DATA FOR THE TASK -
//! Parallel decode and in-order verification of a whole CHD file.
//!
//! ```text
//!  producer ──indices──▶ workers (N) ──(index, block)──▶ cleanup
//!                         │                               │
//!                    CodecDispatcher              MD5 + SHA-1 in
//!                    + DedupCache                 index order
//! ```
//!
//! Both queues are bounded. Workers finish blocks in any order; the cleanup
//! stage on the calling thread parks early arrivals until every lower index
//! has been folded into the digests.

use std::collections::HashMap;
use std::sync::atomic::{AtomicBool, Ordering};
use std::sync::Mutex;
use std::thread;

use crossbeam_channel::{bounded, Receiver, Sender};
use log::{debug, warn};
use md5::{Digest, Md5};
use sha1::Sha1;

use crate::cache::DedupCache;
use crate::decompress::CodecDispatcher;
use crate::error::{ChdError, DigestKind, Result};
use crate::file_media::FileMedia;
use crate::header::ChdHeader;
use crate::options::VerifyOptions;
use crate::pool::BufferPool;
use crate::progress::Progress;

/// Outcome of a successful verification.
#[derive(Debug, Clone, PartialEq, Eq)]
pub struct VerifyReport {
    pub blocks: usize,
    /// Decoded bytes folded into the digests.
    pub bytes: u64,
    pub md5: [u8; 16],
    pub sha1: [u8; 20],
    /// `SelfRef` entries in the map.
    pub self_refs: usize,
    /// Blocks decoded ahead of the main pass.
    pub preloaded: usize,
    /// Reads served from the dedup cache.
    pub repeated_blocks: u64,
}

enum Completion {
    Block(usize, Vec<u8>),
    Failed,
}

/// Shared failure state: the first error wins.
#[derive(Default)]
struct Failure {
    flag: AtomicBool,
    first: Mutex<Option<ChdError>>,
}

impl Failure {
    fn record(&self, err: ChdError) {
        let mut first = self.first.lock().unwrap_or_else(|p| p.into_inner());
        if first.is_none() {
            warn!("verification failed: {err}");
            *first = Some(err);
        }
        self.flag.store(true, Ordering::Release);
    }

    fn is_set(&self) -> bool {
        self.flag.load(Ordering::Acquire)
    }

    fn take(&self) -> Option<ChdError> {
        self.first.lock().unwrap_or_else(|p| p.into_inner()).take()
    }
}

/// Decodes and verifies every block of one CHD file.
pub struct Verifier<'a> {
    header: &'a ChdHeader,
    media: &'a dyn FileMedia,
    options: VerifyOptions,
}

impl<'a> Verifier<'a> {
    pub fn new(header: &'a ChdHeader, media: &'a dyn FileMedia, options: VerifyOptions) -> Self {
        Self {
            header,
            media,
            options,
        }
    }

    /// Verify the file, updating `progress` as blocks complete.
    pub fn verify(&self, progress: &Progress) -> Result<VerifyReport> {
        self.verify_with(progress, |_, _| {})
    }

    /// Like [`verify`](Self::verify), handing every block to `observer` in
    /// index order. The last block is clipped to the logical size.
    pub fn verify_with<F>(&self, progress: &Progress, observer: F) -> Result<VerifyReport>
    where
        F: FnMut(usize, &[u8]),
    {
        let header = self.header;
        header.validate()?;

        let block_count = header.block_count();
        let cache = DedupCache::new(block_count, header.block_size, self.options.cache_budget);
        let pool = BufferPool::new(header.block_size as usize, self.options.pool_max_idle);
        let dispatcher = CodecDispatcher::new(header, self.media, &cache, &pool, progress)
            .with_audio(self.options.audio.clone());

        let self_refs = cache.find_repeated_blocks(header)?;
        let preloaded = if self.options.preload && self_refs > 0 {
            cache.preload(&dispatcher)?
        } else {
            0
        };

        let workers = self.options.effective_workers();
        debug!(
            "verifying {block_count} blocks of {} bytes with {workers} workers",
            header.block_size
        );

        let (md5, sha1) = self.run(&dispatcher, progress, workers, observer)?;

        let stats = pool.stats();
        debug!(
            "pool: {} rented, {} released, {} allocated, {} idle",
            stats.rented, stats.released, stats.allocated, stats.idle
        );

        if header.md5.is_some_and(|expected| expected != md5) {
            return Err(ChdError::DigestMismatch(DigestKind::Md5));
        }
        if header.raw_sha1.is_some_and(|expected| expected != sha1) {
            return Err(ChdError::DigestMismatch(DigestKind::Sha1));
        }

        let report = VerifyReport {
            blocks: block_count,
            bytes: header.total_bytes,
            md5,
            sha1,
            self_refs,
            preloaded,
            repeated_blocks: cache.served(),
        };
        debug!("verified {} blocks, {} bytes", report.blocks, report.bytes);
        Ok(report)
    }

    fn run<F>(
        &self,
        dispatcher: &CodecDispatcher<'_>,
        progress: &Progress,
        workers: usize,
        observer: F,
    ) -> Result<([u8; 16], [u8; 20])>
    where
        F: FnMut(usize, &[u8]),
    {
        let capacity = self.options.queue_capacity();
        let (work_tx, work_rx) = bounded::<Option<usize>>(capacity);
        let (done_tx, done_rx) = bounded::<Completion>(capacity);
        let failure = Failure::default();
        let block_count = self.header.block_count();

        let digests = thread::scope(|scope| {
            let failure = &failure;
            scope.spawn(move || produce(work_tx, block_count, workers, failure));
            for _ in 0..workers {
                let work_rx = work_rx.clone();
                let done_tx = done_tx.clone();
                scope.spawn(move || decode_worker(dispatcher, work_rx, done_tx, failure));
            }
            drop(work_rx);
            drop(done_tx);

            self.cleanup(done_rx, dispatcher.pool(), progress, observer)
        });

        if let Some(err) = failure.take() {
            return Err(err);
        }
        digests.ok_or_else(|| ChdError::CodecError {
            block: block_count,
            message: "pipeline stopped before the last block".into(),
        })
    }

    /// Fold completed blocks into the digests in index order.
    ///
    /// Returns `None` if the pipeline stopped before every block arrived.
    fn cleanup<F>(
        &self,
        done_rx: Receiver<Completion>,
        pool: &BufferPool,
        progress: &Progress,
        mut observer: F,
    ) -> Option<([u8; 16], [u8; 20])>
    where
        F: FnMut(usize, &[u8]),
    {
        let block_count = self.header.block_count();
        let mut pending: HashMap<usize, Vec<u8>> = HashMap::new();
        let mut next = 0;
        let mut md5 = Md5::new();
        let mut sha1 = Sha1::new();

        while next < block_count {
            let Ok(Completion::Block(index, buf)) = done_rx.recv() else {
                break;
            };
            pending.insert(index, buf);

            while let Some(buf) = pending.remove(&next) {
                let data = &buf[..self.header.block_len(next)];
                md5.update(data);
                sha1.update(data);
                observer(next, data);
                progress.record_verified(data.len() as u64);
                pool.release(buf);
                next += 1;
            }
        }

        for buf in pending.into_values() {
            pool.release(buf);
        }
        // Unblock workers still trying to hand off blocks
        drop(done_rx);

        (next == block_count).then(|| (md5.finalize().into(), sha1.finalize().into()))
    }
}

fn produce(work_tx: Sender<Option<usize>>, block_count: usize, workers: usize, failure: &Failure) {
    for index in 0..block_count {
        if failure.is_set() || work_tx.send(Some(index)).is_err() {
            return;
        }
    }
    for _ in 0..workers {
        if work_tx.send(None).is_err() {
            return;
        }
    }
}

fn decode_worker(
    dispatcher: &CodecDispatcher<'_>,
    work_rx: Receiver<Option<usize>>,
    done_tx: Sender<Completion>,
    failure: &Failure,
) {
    let mut state = dispatcher.new_state();
    let pool = dispatcher.pool();

    while let Ok(Some(index)) = work_rx.recv() {
        if failure.is_set() {
            return;
        }
        let mut buf = pool.rent();
        match dispatcher.read_block(index, &mut buf, &mut state) {
            Ok(()) => {
                if let Err(returned) = done_tx.send(Completion::Block(index, buf)) {
                    if let Completion::Block(_, buf) = returned.into_inner() {
                        pool.release(buf);
                    }
                    return;
                }
            }
            Err(err) => {
                pool.release(buf);
                failure.record(err);
                let _ = done_tx.send(Completion::Failed);
                return;
            }
        }
    }
}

WORK TASK - Return each line of the data that contains the string "digests".

COMPLETED EXERCISE -
//! has been folded into the digests.
    /// Decoded bytes folded into the digests.
        let digests = thread::scope(|scope| {
        digests.ok_or_else(|| ChdError::CodecError {
    /// Fold completed blocks into the digests in index order.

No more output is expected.